YOUR INSTRUCTIONS = Take every line in the entries that includes the word "TcpStream" and copy it.
• • • •
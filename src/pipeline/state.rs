//! Operation state machine.
//!
//! ```text
//! execute: Validating → FetchingAccount → Encrypting → Building → Broadcasting → Confirming → Done
//! query:   Validating → Encrypting → Querying → Decrypting → Done
//!                          (any state) ──▶ Failed
//! ```

use std::fmt;
use uuid::Uuid;

/// Where an operation currently is.
#[derive(Debug, Clone, Copy, PartialEq, Eq)]
pub enum PipelineState {
    Validating,
    FetchingAccount,
    Encrypting,
    Building,
    Broadcasting,
    Confirming,
    Querying,
    Decrypting,
    Done,
    Failed,
}

impl PipelineState {
    pub fn as_str(&self) -> &'static str {
        match self {
            Self::Validating => "validating",
            Self::FetchingAccount => "fetching_account",
            Self::Encrypting => "encrypting",
            Self::Building => "building",
            Self::Broadcasting => "broadcasting",
            Self::Confirming => "confirming",
            Self::Querying => "querying",
            Self::Decrypting => "decrypting",
            Self::Done => "done",
            Self::Failed => "failed",
        }
    }

    pub fn is_terminal(&self) -> bool {
        matches!(self, Self::Done | Self::Failed)
    }
}

impl fmt::Display for PipelineState {
    fn fmt(&self, f: &mut fmt::Formatter<'_>) -> fmt::Result {
        f.write_str(self.as_str())
    }
}

/// Tracks and logs the transitions of one operation.
#[derive(Debug)]
pub(crate) struct StateTracker {
    operation_id: Uuid,
    kind: &'static str,
    state: PipelineState,
}

impl StateTracker {
    pub(crate) fn new(operation_id: Uuid, kind: &'static str) -> Self {
        tracing::debug!(
            operation_id = %operation_id,
            kind,
            state = %PipelineState::Validating,
            "Operation started"
        );
        Self {
            operation_id,
            kind,
            state: PipelineState::Validating,
        }
    }

    #[cfg(test)]
    fn state(&self) -> PipelineState {
        self.state
    }

    /// Move to `next`. Terminal states are sticky.
    pub(crate) fn advance(&mut self, next: PipelineState) {
        if self.state.is_terminal() {
            return;
        }
        tracing::debug!(
            operation_id = %self.operation_id,
            kind = self.kind,
            from = %self.state,
            to = %next,
            "State transition"
        );
        self.state = next;
    }

    /// Enter `Failed`, recording the state the error came from.
    pub(crate) fn fail(&mut self, error: &dyn std::error::Error) {
        if self.state.is_terminal() {
            return;
        }
        tracing::warn!(
            operation_id = %self.operation_id,
            kind = self.kind,
            state = %self.state,
            error = %error,
            "Operation failed"
        );
        self.state = PipelineState::Failed;
    }
}
//! Shared utilities for integration tests.

#![allow(dead_code)]

use std::future::Future;
use std::net::SocketAddr;
use std::sync::{Arc, Mutex};
use std::time::Duration;
use tokio::io::{AsyncReadExt, AsyncWriteExt};
use tokio::net::{TcpListener, TcpStream};

use secret_tx::config::PipelineConfig;

/// Private key whose 32 bytes double as the encryption seed `[0x11; 32]`.
pub const TEST_PRIVATE_KEY: &str =
    "1111111111111111111111111111111111111111111111111111111111111111";

pub const CONTRACT_A: &str = "secret1qqqsyqcyq5rqwzqfpg9scrgwpugpzysnpn9nv9";
pub const CONTRACT_B: &str = "secret1m6kmam774klwlh4dhmhaatd7al02m0h0rhmwyz";
pub const CODE_HASH: &str = "9a00ca4ad505e9be7e6e6dddf8d939b7ec7e9ac8e109c8681f10db9cacb36d42";

/// A request as seen by the mock LCD.
#[derive(Debug, Clone)]
pub struct MockRequest {
    pub method: String,
    /// Path including any query string.
    pub path: String,
    pub body: String,
}

impl MockRequest {
    /// Path without the query string.
    pub fn route(&self) -> &str {
        self.path.split('?').next().unwrap_or(&self.path)
    }

    pub fn query_param(&self, key: &str) -> Option<String> {
        let query = self.path.split_once('?')?.1;
        url::form_urlencoded::parse(query.as_bytes())
            .find(|(k, _)| k == key)
            .map(|(_, v)| v.into_owned())
    }
}

/// Handle to a running mock LCD.
#[derive(Clone)]
pub struct MockLcd {
    pub addr: SocketAddr,
    requests: Arc<Mutex<Vec<MockRequest>>>,
}

impl MockLcd {
    pub fn url(&self) -> String {
        format!("http://{}", self.addr)
    }

    pub fn requests(&self) -> Vec<MockRequest> {
        self.requests.lock().unwrap().clone()
    }

    /// Number of requests whose path starts with `prefix`.
    pub fn count(&self, prefix: &str) -> usize {
        self.requests
            .lock()
            .unwrap()
            .iter()
            .filter(|r| r.path.starts_with(prefix))
            .count()
    }
}

/// Start a programmable mock LCD on an ephemeral port.
///
/// The handler sees every request and returns `(status, body)`.
pub async fn start_programmable_backend<F, Fut>(f: F) -> MockLcd
where
    F: Fn(MockRequest) -> Fut + Send + Sync + 'static,
    Fut: Future<Output = (u16, String)> + Send + 'static,
{
    let listener = TcpListener::bind("127.0.0.1:0").await.unwrap();
    let addr = listener.local_addr().unwrap();
    let requests = Arc::new(Mutex::new(Vec::new()));
    let f = Arc::new(f);

    let log = requests.clone();
    tokio::spawn(async move {
        loop {
            match listener.accept().await {
                Ok((mut socket, _)) => {
                    let f = f.clone();
                    let log = log.clone();
                    tokio::spawn(async move {
                        let Some(request) = read_request(&mut socket).await else {
                            return;
                        };
                        log.lock().unwrap().push(request.clone());

                        let (status, body) = f(request).await;
                        let reason = reqwest::StatusCode::from_u16(status)
                            .ok()
                            .and_then(|code| code.canonical_reason())
                            .unwrap_or_else(|| panic!("no reason phrase for status {}", status));

                        let response_str = format!(
                            "HTTP/1.1 {} {}\r\n\
                             Content-Type: application/json\r\n\
                             Content-Length: {}\r\n\
                             Connection: close\r\n\r\n{}",
                            status,
                            reason,
                            body.len(),
                            body
                        );
                        let _ = socket.write_all(response_str.as_bytes()).await;
                        let _ = socket.shutdown().await;
                        tokio::time::sleep(Duration::from_millis(10)).await;
                    });
                }
                Err(_) => break,
            }
        }
    });

    MockLcd { addr, requests }
}

async fn read_request(socket: &mut TcpStream) -> Option<MockRequest> {
    let mut buf = Vec::new();
    let mut chunk = [0u8; 4096];

    let header_end = loop {
        let n = socket.read(&mut chunk).await.ok()?;
        if n == 0 {
            return None;
        }
        buf.extend_from_slice(&chunk[..n]);
        if let Some(pos) = buf.windows(4).position(|w| w == b"\r\n\r\n") {
            break pos + 4;
        }
    };

    let head = String::from_utf8_lossy(&buf[..header_end]).into_owned();
    let mut lines = head.lines();
    let mut request_line = lines.next()?.split_whitespace();
    let method = request_line.next()?.to_string();
    let path = request_line.next()?.to_string();

    let content_length = lines
        .filter_map(|l| l.split_once(':'))
        .find(|(k, _)| k.trim().eq_ignore_ascii_case("content-length"))
        .and_then(|(_, v)| v.trim().parse::<usize>().ok())
        .unwrap_or(0);

    while buf.len() < header_end + content_length {
        let n = socket.read(&mut chunk).await.ok()?;
        if n == 0 {
            break;
        }
        buf.extend_from_slice(&chunk[..n]);
    }
    let body = String::from_utf8_lossy(&buf[header_end..]).into_owned();

    Some(MockRequest { method, path, body })
}

/// Config pointing at `lcd` with short confirmation timings.
pub fn test_config(lcd: &MockLcd) -> PipelineConfig {
    let mut config = PipelineConfig::default();
    config.lcd.url = lcd.url();
    config.lcd.request_timeout_secs = 5;
    config.network.chain_id = Some("secret-4".to_string());
    config.confirmation.initial_delay_ms = 10;
    config.confirmation.poll_interval_ms = 10;
    config.confirmation.max_attempts = 4;
    config.confirmation.budget_secs = 10;
    config.operation.timeout_secs = 20;
    config
}

pub fn account_body(account_number: u64, sequence: u64) -> String {
    serde_json::json!({
        "account": {
            "@type": "/cosmos.auth.v1beta1.BaseAccount",
            "address": "secret1...",
            "pub_key": null,
            "account_number": account_number.to_string(),
            "sequence": sequence.to_string()
        }
    })
    .to_string()
}

pub fn not_found_body() -> String {
    r#"{"code":5,"message":"not found","details":[]}"#.to_string()
}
• • • •
WRITTEN SOLUTION =
use tokio::net::{TcpListener, TcpStream};
async fn read_request(socket: &mut TcpStream) -> Option<MockRequest> {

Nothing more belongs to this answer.